En una oportunidad el doctor Francisco Montbrun, quien fue atendido cuando era un niño por el doctor Hernández, refirió lo siguiente: “… era un médico poseedor de un gran ojo clínico. Su especialidad era el diagnóstico basado en la observación profunda y en un razonamiento bien orientado. Primero hacía el interrogatorio, luego pasaba al examen clínico muy cuidadoso, y por último establecía un diagnóstico diferencial tomando otras enfermedades como comparación. En resumen, eran diagnósticos bien pensados que le guiaban en la administración del tratamiento”.     
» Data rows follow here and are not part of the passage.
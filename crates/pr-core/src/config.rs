//! Run configuration.
//!
//! The review constants are an explicit value handed to every component that
//! needs them; nothing reads them from global state.

use crate::{PrError, PrResult, SimClock, Tick};

// ── ReviewConfig ──────────────────────────────────────────────────────────────

/// Constants of the peer-review workflow, fixed for the whole run.
///
/// `Default` gives the classic course setup: three reviews per submission,
/// three reviews owed per learner, a 240-point pass mark, 50 ticks of work
/// and 20 ticks per review.
#[derive(Clone, Copy, Debug, PartialEq, Eq)]
#[cfg_attr(feature = "serde", derive(serde::Serialize, serde::Deserialize))]
#[cfg_attr(feature = "serde", serde(default))]
pub struct ReviewConfig {
    /// Reviews a submission needs before it can be graded.
    pub reviews_per_submission: usize,

    /// Reviews a learner must complete per cycle before waiting for a grade.
    pub reviews_per_learner: usize,

    /// Minimum score for a passing grade.
    pub passing_points: i64,

    /// Ticks of work before a submission is complete.
    pub work_ticks: u64,

    /// Ticks one review takes.
    pub review_ticks: u64,
}

impl Default for ReviewConfig {
    fn default() -> Self {
        Self {
            reviews_per_submission: 3,
            reviews_per_learner:    3,
            passing_points:         240,
            work_ticks:             50,
            review_ticks:           20,
        }
    }
}

impl ReviewConfig {
    /// Reject configurations under which the workflow cannot make progress.
    ///
    /// `reviews_per_learner = 0` is allowed: learners then wait for their
    /// grade straight after submitting.
    pub fn validate(&self) -> PrResult<()> {
        if self.reviews_per_submission == 0 {
            return Err(PrError::Config(
                "reviews_per_submission must be at least 1".into(),
            ));
        }
        if self.work_ticks == 0 {
            return Err(PrError::Config("work_ticks must be at least 1".into()));
        }
        if self.review_ticks == 0 {
            return Err(PrError::Config("review_ticks must be at least 1".into()));
        }
        Ok(())
    }
}

// ── SimConfig ─────────────────────────────────────────────────────────────────

/// Top-level simulation configuration.
#[derive(Clone, Debug, PartialEq, Eq)]
#[cfg_attr(feature = "serde", derive(serde::Serialize, serde::Deserialize))]
pub struct SimConfig {
    /// Total ticks to simulate; the run covers `0..total_ticks`.
    pub total_ticks: u64,

    /// Workflow constants.
    pub review: ReviewConfig,

    /// Report a tick summary every N ticks.  0 disables summaries.
    pub summary_interval_ticks: u64,
}

impl SimConfig {
    /// Config with default review constants and no tick summaries.
    pub fn new(total_ticks: u64) -> Self {
        Self {
            total_ticks,
            review: ReviewConfig::default(),
            summary_interval_ticks: 0,
        }
    }

    /// The tick at which the simulation ends (exclusive upper bound).
    #[inline]
    pub fn end_tick(&self) -> Tick {
        Tick(self.total_ticks)
    }

    /// Construct a `SimClock` pre-configured for this run.
    pub fn make_clock(&self) -> SimClock {
        SimClock::new()
    }
}
use pr_core::{LearnerId, SubmissionId};
use thiserror::Error;

/// Violations of the submission and pool invariants.
///
/// None of these are recoverable: they mean the caller broke a rule the
/// workflow depends on, and the run must stop.
#[derive(Debug, Error, PartialEq, Eq)]
pub enum ReviewError {
    #[error("{0} is unknown to the submission store")]
    UnknownSubmission(SubmissionId),

    #[error("{submission} already has {reviews} of {required} reviews and cannot take more")]
    NotReviewable {
        submission: SubmissionId,
        reviews:    usize,
        required:   usize,
    },

    #[error("{0} is already waiting in the review pool")]
    AlreadyPooled(SubmissionId),

    #[error("{learner} cannot review their own {submission}")]
    SelfReview {
        learner:    LearnerId,
        submission: SubmissionId,
    },

    #[error("{learner} has already reviewed {submission}")]
    DuplicateReviewer {
        learner:    LearnerId,
        submission: SubmissionId,
    },

    #[error("score of {submission} does not fit in 64 bits after {reviews} reviews")]
    ScoreOverflow {
        submission: SubmissionId,
        reviews:    usize,
    },

    #[error("submission store is full: no id left for {owner}'s next attempt")]
    StoreFull {
        owner: LearnerId,
    },

    #[error("{submission} has {reviews} of {required} reviews and cannot be graded yet")]
    NotFullyReviewed {
        submission: SubmissionId,
        reviews:    usize,
        required:   usize,
    },
}

pub type ReviewResult<T> = Result<T, ReviewError>;
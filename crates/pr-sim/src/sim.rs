//! The `Sim` struct and its tick loop.

use pr_core::{LearnerId, SimClock, SimConfig, Tick};
use pr_learner::{Learner, ReviewContext, Transition};
use pr_review::{GradeRecord, SubmissionEvent, SubmissionPool, SubmissionState, SubmissionStore};
use tracing::debug;

use crate::{SimObserver, SimResult, TickSummary};

// ── Outcomes ──────────────────────────────────────────────────────────────────

/// Course results at the current tick.
#[derive(Debug, Clone, Copy, PartialEq, Eq, Default)]
pub struct Outcomes {
    pub learners:      usize,
    /// Learners whose latest attempt was graded passing.
    pub passed:        usize,
    /// Failing grades handed out so far, across all attempts.
    pub failed_grades: usize,
    /// Attempts created so far, across all learners.
    pub submissions:   usize,
}

// ── Per-tick tallies ──────────────────────────────────────────────────────────

#[derive(Default)]
struct TickCounts {
    events: usize,
    graded: usize,
}

// ── Sim ───────────────────────────────────────────────────────────────────────

/// The main simulation runner.
///
/// Holds the learners (sorted by id), the store that owns every submission,
/// and the review pool.  Each tick visits every learner exactly once, in
/// ascending id order, and forwards what they produce to the observer.
///
/// Create via [`SimBuilder`][crate::SimBuilder].
pub struct Sim {
    /// Global configuration (total ticks, review constants, summaries).
    pub config: SimConfig,

    /// Logical clock: the next tick to process.
    pub clock: SimClock,

    pub(crate) learners:    Vec<Learner>,
    pub(crate) submissions: SubmissionStore,
    pub(crate) pool:        SubmissionPool,
}

impl Sim {
    // ── Public API ────────────────────────────────────────────────────────

    /// Run the simulation from the current tick to `config.end_tick()`.
    ///
    /// Calls observer hooks at every tick boundary.  Use
    /// [`NoopObserver`][crate::NoopObserver] if you don't need callbacks.
    pub fn run<O: SimObserver>(&mut self, observer: &mut O) -> SimResult<()> {
        debug!(from = self.clock.current_tick.0, to = self.config.total_ticks, "run started");
        while self.clock.current_tick < self.config.end_tick() {
            self.step(observer)?;
        }
        observer.on_sim_end(self.clock.current_tick);
        debug!(tick = self.clock.current_tick.0, submissions = self.submissions.len(), "run finished");
        Ok(())
    }

    /// Run exactly `n` ticks from the current position (ignores `end_tick`).
    ///
    /// Useful for tests and incremental stepping.
    pub fn run_ticks<O: SimObserver>(&mut self, n: u64, observer: &mut O) -> SimResult<()> {
        for _ in 0..n {
            self.step(observer)?;
        }
        Ok(())
    }

    // ── Accessors ─────────────────────────────────────────────────────────

    /// Learners in visitation (ascending id) order.
    #[inline]
    pub fn learners(&self) -> &[Learner] {
        &self.learners
    }

    pub fn learner(&self, id: LearnerId) -> Option<&Learner> {
        self.learners
            .binary_search_by_key(&id, |l| l.id())
            .ok()
            .map(|i| &self.learners[i])
    }

    #[inline]
    pub fn submissions(&self) -> &SubmissionStore {
        &self.submissions
    }

    #[inline]
    pub fn pool(&self) -> &SubmissionPool {
        &self.pool
    }

    /// Pass/fail tallies over the whole population.
    pub fn outcomes(&self) -> Outcomes {
        let passed = self
            .learners
            .iter()
            .filter_map(|l| l.current_submission())
            .filter_map(|id| self.submissions.get(id).ok())
            .filter(|s| s.state == SubmissionState::Passing)
            .count();
        let failed_grades = self
            .submissions
            .iter()
            .filter(|s| s.state == SubmissionState::Failing)
            .count();
        Outcomes {
            learners: self.learners.len(),
            passed,
            failed_grades,
            submissions: self.submissions.len(),
        }
    }

    /// Snapshot of the population as it stands now.
    pub fn summary(&self, tick: Tick) -> TickSummary {
        let mut learners = [0usize; 5];
        for l in &self.learners {
            learners[l.state().index()] += 1;
        }
        TickSummary {
            tick,
            pool_size: self.pool.len(),
            events:    0,
            graded:    0,
            learners,
        }
    }

    // ── Core tick processing ──────────────────────────────────────────────

    fn step<O: SimObserver>(&mut self, observer: &mut O) -> SimResult<()> {
        let now = self.clock.current_tick;
        observer.on_tick_start(now);
        let counts = self.process_tick(now, observer)?;

        let interval = self.config.summary_interval_ticks;
        if interval > 0 && now.0.is_multiple_of(interval) {
            let summary = TickSummary {
                events: counts.events,
                graded: counts.graded,
                ..self.summary(now)
            };
            observer.on_tick_end(&summary);
        }

        self.clock.advance();
        Ok(())
    }

    fn process_tick<O: SimObserver>(&mut self, now: Tick, observer: &mut O) -> SimResult<TickCounts> {
        let mut counts = TickCounts::default();
        // Explicit field borrows so the borrow checker sees disjoint access.
        let cfg = &self.config.review;

        for learner in &mut self.learners {
            let mut ctx = ReviewContext::new(cfg, &mut self.pool, &mut self.submissions);
            match learner.respond_to(now, &mut ctx)? {
                Transition::Quiet => {}

                // ── Hand-in: the event written to the output ──────────────
                Transition::Submitted(id) => {
                    let sub = self.submissions.get(id)?;
                    observer.on_submission(&SubmissionEvent::capture(sub, now, cfg));
                    counts.events += 1;
                }

                // ── Grade: observer-only notification ─────────────────────
                Transition::Graded { submission, .. } => {
                    let sub = self.submissions.get(submission)?;
                    if let Some(record) = GradeRecord::capture(sub, now, cfg) {
                        observer.on_graded(now, &record);
                    }
                    counts.graded += 1;
                }
            }
        }

        Ok(counts)
    }
}
//! The `OutputWriter` trait implemented by all backend writers.

use pr_review::{GradeRecord, SubmissionEvent};
use pr_sim::TickSummary;

use crate::OutputResult;

/// Trait implemented by the line and CSV writers.
///
/// All methods are infallible from the observer's perspective: errors are
/// stored internally and retrieved with
/// [`SimOutputObserver::take_error`][crate::SimOutputObserver::take_error].
pub trait OutputWriter {
    /// Write one submission event.
    fn write_submission(&mut self, event: &SubmissionEvent) -> OutputResult<()>;

    /// Write one grade.
    fn write_grade(&mut self, record: &GradeRecord) -> OutputResult<()>;

    /// Write one tick summary row.
    fn write_tick_summary(&mut self, summary: &TickSummary) -> OutputResult<()>;

    /// Flush and close all underlying handles.
    ///
    /// Idempotent: safe to call more than once.
    fn finish(&mut self) -> OutputResult<()>;
}

impl<W: OutputWriter + ?Sized> OutputWriter for Box<W> {
    fn write_submission(&mut self, event: &SubmissionEvent) -> OutputResult<()> {
        (**self).write_submission(event)
    }

    fn write_grade(&mut self, record: &GradeRecord) -> OutputResult<()> {
        (**self).write_grade(record)
    }

    fn write_tick_summary(&mut self, summary: &TickSummary) -> OutputResult<()> {
        (**self).write_tick_summary(summary)
    }

    fn finish(&mut self) -> OutputResult<()> {
        (**self).finish()
    }
}

/// Sends everything to each inner writer in turn.
///
/// Every writer sees every record even if an earlier one failed; the first
/// error is returned.
#[derive(Default)]
pub struct MultiWriter {
    writers: Vec<Box<dyn OutputWriter>>,
}

impl MultiWriter {
    pub fn new() -> Self {
        Self::default()
    }

    pub fn push<W: OutputWriter + 'static>(&mut self, writer: W) {
        self.writers.push(Box::new(writer));
    }

    pub fn with<W: OutputWriter + 'static>(mut self, writer: W) -> Self {
        self.push(writer);
        self
    }

    pub fn len(&self) -> usize {
        self.writers.len()
    }

    pub fn is_empty(&self) -> bool {
        self.writers.is_empty()
    }

    fn each(
        &mut self,
        mut f: impl FnMut(&mut dyn OutputWriter) -> OutputResult<()>,
    ) -> OutputResult<()> {
        let mut first = Ok(());
        for w in &mut self.writers {
            let result = f(w.as_mut());
            if first.is_ok() {
                first = result;
            }
        }
        first
    }
}

impl OutputWriter for MultiWriter {
    fn write_submission(&mut self, event: &SubmissionEvent) -> OutputResult<()> {
        self.each(|w| w.write_submission(event))
    }

    fn write_grade(&mut self, record: &GradeRecord) -> OutputResult<()> {
        self.each(|w| w.write_grade(record))
    }

    fn write_tick_summary(&mut self, summary: &TickSummary) -> OutputResult<()> {
        self.each(|w| w.write_tick_summary(summary))
    }

    fn finish(&mut self) -> OutputResult<()> {
        self.each(|w| w.finish())
    }
}
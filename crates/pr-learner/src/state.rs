//! Learner lifecycle states.

use std::fmt;

/// What a learner is doing at the current tick.
///
/// ```text
/// Inactive ─▶ Working ⇄ Reviewing ⇄ WaitingForGrade
///                ⇅            (failed grade ─▶ Working)
///             Sleeping
/// ```
///
/// `Inactive` is only ever the initial state.  There is no terminal state: a
/// learner that passed sleeps.
#[derive(Copy, Clone, Debug, PartialEq, Eq, Hash, Default)]
#[cfg_attr(feature = "serde", derive(serde::Serialize, serde::Deserialize))]
pub enum LearnerState {
    /// Before the learner's first start tick.
    #[default]
    Inactive,
    /// Working on their own submission.
    Working,
    /// Reviewing, or looking for, someone else's submission.
    Reviewing,
    /// Owed reviews done; waiting for their own submission's grade.
    WaitingForGrade,
    /// Passed; nothing left to do.
    Sleeping,
}

impl LearnerState {
    /// Every state, in declaration order.  Handy for per-state tallies.
    pub const ALL: [LearnerState; 5] = [
        LearnerState::Inactive,
        LearnerState::Working,
        LearnerState::Reviewing,
        LearnerState::WaitingForGrade,
        LearnerState::Sleeping,
    ];

    /// Position in [`ALL`][Self::ALL].
    #[inline]
    pub fn index(self) -> usize {
        self as usize
    }
}

impl fmt::Display for LearnerState {
    fn fmt(&self, f: &mut fmt::Formatter<'_>) -> fmt::Result {
        let s = match self {
            LearnerState::Inactive        => "inactive",
            LearnerState::Working         => "working",
            LearnerState::Reviewing       => "reviewing",
            LearnerState::WaitingForGrade => "waiting_for_grade",
            LearnerState::Sleeping        => "sleeping",
        };
        f.write_str(s)
    }
}
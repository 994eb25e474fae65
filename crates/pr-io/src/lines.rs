//! Plain-text event lines, one per submission handed in:
//!
//! ```text
//! <learner_id> <sequence> <created_at> <score> <last_review_tick or -1>
//! ```

use std::io::Write;

use pr_review::{GradeRecord, SubmissionEvent};
use pr_sim::TickSummary;

use crate::OutputResult;
use crate::writer::OutputWriter;

/// Render one event line, without the trailing newline.
pub fn format_line(event: &SubmissionEvent) -> String {
    let last = match event.last_review_at {
        Some(t) => t.0.to_string(),
        None => "-1".to_owned(),
    };
    format!(
        "{} {} {} {} {}",
        event.learner.0, event.sequence, event.created_at.0, event.score, last
    )
}

/// Writes submission events as text lines to any `Write` sink.  Grades and
/// summaries are not part of this format and are skipped.
pub struct LineWriter<W: Write> {
    out:   W,
    lines: u64,
}

impl<W: Write> LineWriter<W> {
    pub fn new(out: W) -> Self {
        Self { out, lines: 0 }
    }

    /// Lines written so far.
    pub fn lines(&self) -> u64 {
        self.lines
    }

    pub fn into_inner(self) -> W {
        self.out
    }
}

impl<W: Write> OutputWriter for LineWriter<W> {
    fn write_submission(&mut self, event: &SubmissionEvent) -> OutputResult<()> {
        writeln!(self.out, "{}", format_line(event))?;
        self.lines += 1;
        Ok(())
    }

    fn write_grade(&mut self, _record: &GradeRecord) -> OutputResult<()> {
        Ok(())
    }

    fn write_tick_summary(&mut self, _summary: &TickSummary) -> OutputResult<()> {
        Ok(())
    }

    fn finish(&mut self) -> OutputResult<()> {
        self.out.flush()?;
        Ok(())
    }
}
Asimismo lo hizo el doctor Miguel Yáber: “… era Hernández un psicólogo consumado. Hacía gala de sus palabras para llevar paz y mitigar y consolar al doliente prodigando las mismas atenciones para el alto personaje o para el más humilde de sus pobres (…) fue pionero de la medicina psicosomática”. Del doctor Luis Razetti, su amigo entrañable, quien estuvo muy cerca de su desempeño profesional a lo largo de la vida y que lo vio en el Hospital Vargas después del accidente, se tiene este testimonio: “… era un médico profesional al estilo antiguo; para él la medicina era un sacerdocio del dolor humano. Siempre tenía una sonrisa benévola para la envidia y una gran tolerancia para el error ajeno. Fundó su reputación sobre la pericia, la ciencia, la honradez y la abnegación”.               

Además del reconocimiento profesional que le otorgaron sus colegas, hubo un rasgo que también caracterizó su práctica médica. Su desempeño estuvo signado por la generosidad. Fue un filántropo. En el corredor de entrada de su casa tenía una bandeja sobre una mesita para que los pacientes, después de la consulta, depositaran ahí lo que podían pagar, y si alguien necesitaba algún dinero también podía tomar de allí alguna ayuda sin que nadie se enterara. Las limosnas que daba a los pobres menesterosos cuando caminaba por las calles o entraba a las iglesias, salían del bolsillo del chaleco. Éste era una especie de alcancía que tenía a la mano para ayudar a los desasistidos. Tales demostraciones le hicieron merecer el apelativo de “médico de los pobres”. 

La herencia del maestro

El doctor José Gregorio Hernández tuvo estudiantes que al graduarse fueron médicos de prestigio. Sirvan de casos Leopoldo Aguerrevere, Diego Carbonell, sus sobrinos Inocente y Temístocles Carvallo, Franz Conde Jahn, Pedro del Corral, los hermanos Rafael y Pedro González Rincones, Rafael Pino Pou, Felipe Guevara Rojas, Pedro Gutiérrez Alfaro, Jesús Rafael Risquez, Domingo Luciani, José Izquierdo, Carlos R. Travieso y Martín Vegas. Como profesor universitario introdujo en la enseñanza los métodos de la medicina experimental, los principios de la teoría microbiana y formó también una escuela de medicina moderna. Por estas razones, José Gregorio Hernández es para la historia de la medicina en Venezuela, además de fundador de cátedras y de impulsor de la renovación de la Facultad de Medicina, un maestro de generaciones.